Enquanto em 2008 vivemos a iminência de desabastecimento de eletricidade, agora vivemos a insegurança quanto ao custo da energia. Apesar de o consumo de energia em 2013 ter crescido menos do que previsto e as chuvas terem correspondido à média histórica de mais de 80 anos, o Brasil precisou de um intenso acionamento de usinas termelétricas para recuperar o nível dos reservatórios das hidrelétricas.
Felizmente, contamos com um parque termelétrico --concebido exatamente para essa finalidade-- que resolveu o problema de abastecimento. A pergunta que fica, no entanto, é a seguinte: olhando para o futuro, estaremos com a configuração de usinas que otimizará os custos de geração de energia?
O tema é complexo.
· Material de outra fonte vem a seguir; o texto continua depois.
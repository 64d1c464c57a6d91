//! JSON Lines (JSONL) output writer.
//!
//! One record per line, ideal for streaming consumers and ML pipelines.

use std::fs::File;
use std::io::{BufWriter, Write};
use std::path::Path;

use crate::error::Result;
use crate::record::ParsedMessage;

/// Writes records to JSONL (JSON Lines) format.
///
/// Each line is one compact JSON object:
/// ```jsonl
/// {"user":"Alice","message":"Hello",...}
/// {"user":"Bob","message":"Hi",...}
/// ```
pub fn write_jsonl<P: AsRef<Path>>(records: &[ParsedMessage], path: P) -> Result<()> {
    let file = File::create(path)?;
    let mut writer = BufWriter::new(file);

    for record in records {
        let line = serde_json::to_string(record)?;
        writeln!(writer, "{line}")?;
    }

    writer.flush()?;
    Ok(())
}

/// Converts records to a JSONL string.
///
/// Same format as [`write_jsonl`], but returns a String instead of writing
/// to a file.
pub fn to_jsonl(records: &[ParsedMessage]) -> Result<String> {
    let mut out = String::new();

    for record in records {
        out.push_str(&serde_json::to_string(record)?);
        out.push('\n');
    }

    Ok(out)
}
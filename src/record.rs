//! Typed records produced by the parsing pipeline.
//!
//! This module provides [`ParsedMessage`], the statically-typed record every
//! chat line becomes, plus the [`RawEntry`] intermediate the line splitter
//! emits and the [`Sentiment`] label enum.
//!
//! # Overview
//!
//! A record consists of:
//! - **Identity**: `user` (or the [`GROUP_NOTIFICATION`] sentinel) and `message`
//! - **Sentiment**: one of {Positive, Negative, Neutral}, never absent
//! - **Time**: `date` plus calendar fields derived from it, including the
//!   hour-bucket `period` label
//!
//! # Examples
//!
//! ```
//! use chatscope::record::{ParsedMessage, Sentiment};
//! use chrono::{TimeZone, Utc};
//!
//! let date = Utc.with_ymd_and_hms(2023, 1, 2, 10, 15, 0).unwrap();
//! let msg = ParsedMessage::from_parts("Alice", "Hello there", Sentiment::Positive, date);
//!
//! assert_eq!(msg.month, "January");
//! assert_eq!(msg.day_name, "Monday");
//! assert_eq!(msg.period, "10-11");
//! ```

use chrono::{DateTime, Datelike, NaiveDate, Timelike, Utc};
use serde::{Deserialize, Serialize};

/// Sentinel author value for non-authored system lines (joins, leaves,
/// encryption notices).
pub const GROUP_NOTIFICATION: &str = "group_notification";

/// Placeholder WhatsApp substitutes for attachments stripped from a
/// text-only export.
pub const MEDIA_OMITTED: &str = "<Media omitted>";

/// One detected chat line before classification: the matched timestamp text
/// and everything up to the next timestamp.
///
/// Produced by [`ChatParser::split_entries`](crate::parser::ChatParser::split_entries)
/// and consumed exactly once downstream.
#[derive(Debug, Clone, PartialEq, Eq)]
pub struct RawEntry {
    /// The timestamp prefix as it appeared in the export, including the
    /// trailing `" - "` separator.
    pub timestamp: String,
    /// The body between this timestamp and the next, trailing newlines
    /// stripped.
    pub body: String,
}

/// Three-way sentiment label.
///
/// Derived from a polarity score in `[-1, 1]`; only the sign matters.
/// `group_notification` rows are always [`Neutral`](Sentiment::Neutral).
#[derive(Debug, Clone, Copy, PartialEq, Eq, Hash, Default, Serialize, Deserialize)]
pub enum Sentiment {
    /// Polarity score > 0
    Positive,
    /// Polarity score < 0
    Negative,
    /// Polarity score == 0, and every notification row
    #[default]
    Neutral,
}

impl Sentiment {
    /// Maps a polarity score to its label.
    ///
    /// # Example
    ///
    /// ```rust
    /// use chatscope::record::Sentiment;
    ///
    /// assert_eq!(Sentiment::from_polarity(0.4), Sentiment::Positive);
    /// assert_eq!(Sentiment::from_polarity(-0.1), Sentiment::Negative);
    /// assert_eq!(Sentiment::from_polarity(0.0), Sentiment::Neutral);
    /// ```
    pub fn from_polarity(score: f64) -> Self {
        if score > 0.0 {
            Sentiment::Positive
        } else if score < 0.0 {
            Sentiment::Negative
        } else {
            Sentiment::Neutral
        }
    }

    /// Returns the label as a string.
    pub fn as_str(&self) -> &'static str {
        match self {
            Sentiment::Positive => "Positive",
            Sentiment::Negative => "Negative",
            Sentiment::Neutral => "Neutral",
        }
    }

    /// Returns all three labels.
    pub fn all() -> &'static [Sentiment] {
        &[Sentiment::Positive, Sentiment::Negative, Sentiment::Neutral]
    }
}

impl std::fmt::Display for Sentiment {
    fn fmt(&self, f: &mut std::fmt::Formatter<'_>) -> std::fmt::Result {
        write!(f, "{}", self.as_str())
    }
}

/// Returns the hour-bucket label for an hour of day.
///
/// The rule is exact:
/// - hour 23 → `"23-00"`
/// - hour 0 → `"00-1"`
/// - otherwise → `"{hour}-{hour+1}"` with no zero-padding
///
/// # Example
///
/// ```rust
/// use chatscope::record::period_label;
///
/// assert_eq!(period_label(23), "23-00");
/// assert_eq!(period_label(0), "00-1");
/// assert_eq!(period_label(9), "9-10");
/// ```
pub fn period_label(hour: u32) -> String {
    match hour {
        23 => "23-00".to_string(),
        0 => "00-1".to_string(),
        h => format!("{}-{}", h, h + 1),
    }
}

/// The core output record: one parsed chat message or notification.
///
/// Every field downstream consumers key off is a named, typed struct field.
/// The set is stable: `user`, `message`, `sentiment`, `date`, `only_date`,
/// `year`, `month_num`, `month`, `day`, `day_name`, `hour`, `minute`,
/// `period`.
///
/// # Construction
///
/// Records come out of [`ChatParser`](crate::parser::ChatParser); use
/// [`from_parts`](Self::from_parts) to build one directly, deriving every
/// calendar field from the timestamp:
///
/// ```
/// use chatscope::record::{ParsedMessage, Sentiment};
/// use chrono::{TimeZone, Utc};
///
/// let date = Utc.with_ymd_and_hms(2024, 6, 15, 23, 5, 0).unwrap();
/// let msg = ParsedMessage::from_parts("Bob", "Good night", Sentiment::Positive, date);
///
/// assert_eq!(msg.year, 2024);
/// assert_eq!(msg.month_num, 6);
/// assert_eq!(msg.period, "23-00");
/// ```
///
/// # Serialization
///
/// Implements `Serialize` and `Deserialize`; timestamps use RFC 3339 and
/// `only_date` serializes as `YYYY-MM-DD`.
#[derive(Debug, Clone, PartialEq, Serialize, Deserialize)]
pub struct ParsedMessage {
    /// Author name, or [`GROUP_NOTIFICATION`] for system lines.
    pub user: String,

    /// Message body with the `"Name: "` prefix stripped for authored
    /// messages; the full notification text otherwise.
    pub message: String,

    /// Sentiment label; never absent.
    pub sentiment: Sentiment,

    /// Full timestamp the entry carried.
    pub date: DateTime<Utc>,

    /// Calendar date component of `date`.
    pub only_date: NaiveDate,

    /// Year component.
    pub year: i32,

    /// Month number, 1-12.
    pub month_num: u32,

    /// English month name ("January", ...).
    pub month: String,

    /// Day of month, 1-31.
    pub day: u32,

    /// English weekday name ("Monday", ...).
    pub day_name: String,

    /// Hour of day, 0-23.
    pub hour: u32,

    /// Minute, 0-59.
    pub minute: u32,

    /// Hour-bucket label, consistent with `hour` (see [`period_label`]).
    pub period: String,
}

impl ParsedMessage {
    /// Builds a record from the classified parts, deriving all calendar
    /// fields from `date`.
    pub fn from_parts(
        user: impl Into<String>,
        message: impl Into<String>,
        sentiment: Sentiment,
        date: DateTime<Utc>,
    ) -> Self {
        Self {
            user: user.into(),
            message: message.into(),
            sentiment,
            date,
            only_date: date.date_naive(),
            year: date.year(),
            month_num: date.month(),
            month: date.format("%B").to_string(),
            day: date.day(),
            day_name: date.format("%A").to_string(),
            hour: date.hour(),
            minute: date.minute(),
            period: period_label(date.hour()),
        }
    }

    /// Returns `true` if this record is a system/group notification.
    pub fn is_notification(&self) -> bool {
        self.user == GROUP_NOTIFICATION
    }

    /// Returns `true` if this record is a stripped media attachment.
    pub fn is_media(&self) -> bool {
        self.message == MEDIA_OMITTED
    }
}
O país conta com milhares de usinas de geração de energia de diferentes tipos. Dispõe de milhares de quilômetros de linhas de transmissão interligando as usinas aos pontos de consumo. Tem na base de sua matriz elétrica a hidroeletricidade, fonte sujeita às incertezas derivadas do volume das chuvas que abastecem os reservatórios das usinas. Essas características são representadas em modelos computacionais usados no planejamento da expansão e na operação do sistema elétrico nacional.
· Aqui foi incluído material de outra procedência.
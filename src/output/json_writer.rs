//! JSON output writer.

use std::fs::File;
use std::io::Write;
use std::path::Path;

use crate::error::Result;
use crate::record::ParsedMessage;

/// Writes records to a JSON file as a pretty-printed array.
///
/// # Format
/// ```json
/// [
///   {
///     "user": "Alice",
///     "message": "Hello",
///     ...
///   }
/// ]
/// ```
pub fn write_json<P: AsRef<Path>>(records: &[ParsedMessage], path: P) -> Result<()> {
    let json = to_json(records)?;
    let mut file = File::create(path)?;
    file.write_all(json.as_bytes())?;
    Ok(())
}

/// Converts records to a pretty-printed JSON array string.
///
/// Same format as [`write_json`], but returns a String instead of writing
/// to a file.
pub fn to_json(records: &[ParsedMessage]) -> Result<String> {
    Ok(serde_json::to_string_pretty(records)?)
}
O desafio de operar esse sistema é crescente: a energia armazenada nos reservatórios hidrelétricos é suficiente para atender a períodos cada vez menores. Em 2000, os reservatórios armazenavam o suficiente para seis meses de consumo, número que hoje excede por pouco quatro meses.
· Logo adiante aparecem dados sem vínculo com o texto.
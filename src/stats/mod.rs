//! Descriptive statistics over parsed records.
//!
//! Every collector takes the full record slice plus an optional user
//! filter; `None` means the whole chat, `Some(name)` restricts the numbers
//! to that author's records (exact match). Collectors never mutate or
//! consume the records, so one parse can feed any number of them.
//!
//! | Collector | Module | Output |
//! |-----------|--------|--------|
//! | [`overview`] | [`mod@overview`] | message/word/media/link totals |
//! | [`monthly_timeline`], [`daily_timeline`] | [`mod@timeline`] | chronological counts |
//! | [`week_activity`], [`month_activity`], [`activity_heatmap`] | [`mod@activity`] | busiest days, months, weekday-by-hour grid |
//! | [`busiest_users`] | [`mod@users`] | per-author counts with share |
//! | [`most_common_words`] | [`mod@words`] | stop-word-filtered top words |
//! | [`emoji_counts`] | [`mod@emoji`] | per-emoji tallies |
//! | [`sentiment_counts`], [`sentiment_by_user`] | [`mod@sentiment`] | label tallies |
//!
//! # Example
//!
//! ```rust
//! use chatscope::parser::ChatParser;
//! use chatscope::stats;
//!
//! let records = ChatParser::new()
//!     .parse_str("1/2/23, 10:15 - Alice: hello world\n1/2/23, 10:16 - Bob: hi\n")?;
//!
//! let all = stats::overview(&records, None);
//! assert_eq!(all.messages, 2);
//!
//! let alice = stats::overview(&records, Some("Alice"));
//! assert_eq!(alice.messages, 1);
//! assert_eq!(alice.words, 2);
//! # Ok::<(), chatscope::ChatscopeError>(())
//! ```

pub mod activity;
pub mod emoji;
pub mod overview;
pub mod sentiment;
pub mod timeline;
pub mod users;
pub mod words;

pub use activity::{ActivityGrid, activity_heatmap, month_activity, week_activity};
pub use emoji::emoji_counts;
pub use overview::{Overview, overview};
pub use sentiment::{SentimentTally, sentiment_by_user, sentiment_counts};
pub use timeline::{DayBucket, MonthBucket, daily_timeline, monthly_timeline};
pub use users::{UserActivity, busiest_users};
pub use words::most_common_words;

use crate::record::ParsedMessage;

/// Applies the optional user filter, borrowing the matching records.
pub(crate) fn select<'a>(
    records: &'a [ParsedMessage],
    user: Option<&str>,
) -> Vec<&'a ParsedMessage> {
    match user {
        Some(name) => records.iter().filter(|r| r.user == name).collect(),
        None => records.iter().collect(),
    }
}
Diante desse quadro, a operação do sistema se defronta com o seguinte dilema: a) acreditar piamente nos modelos computacionais desenhados para otimizar a operação futura ao menor custo; ou b) agir mais conservadoramente, poupando água nos reservatórios com um acionamento termelétrico mais acentuado e prolongado, porém a um custo maior.
Para verificar se os modelos computacionais representam a realidade, simulamos dois anos de operação do sistema com base em dados reais do nível inicial dos reservatórios, do consumo de energia e das chuvas de fato ocorridas. Se os modelos fossem precisos, indicariam ao fim do período um nível de reservatórios coincidente ou, pelo menos, próximo ao que se observou na realidade. Não foi o que aconteceu.
Os modelos foram sempre otimistas, apontando para níveis de reservatórios ao final do período maiores do que os observados na prática. Por que essa disparidade? As duas explicações possíveis seriam inadequações no desenho dos próprios modelos computacionais ou imprecisões nos parâmetros de entrada inseridos nos modelos, entre os quais a energia realmente produzida por cada usina e o volume útil dos reservatórios.
Outra constatação se refere à inadequação do parque instalado de termelétricas. Praticamente metade desse parque é de usinas de baixo investimento para instalação, mas de elevado custo operacional quando acionadas.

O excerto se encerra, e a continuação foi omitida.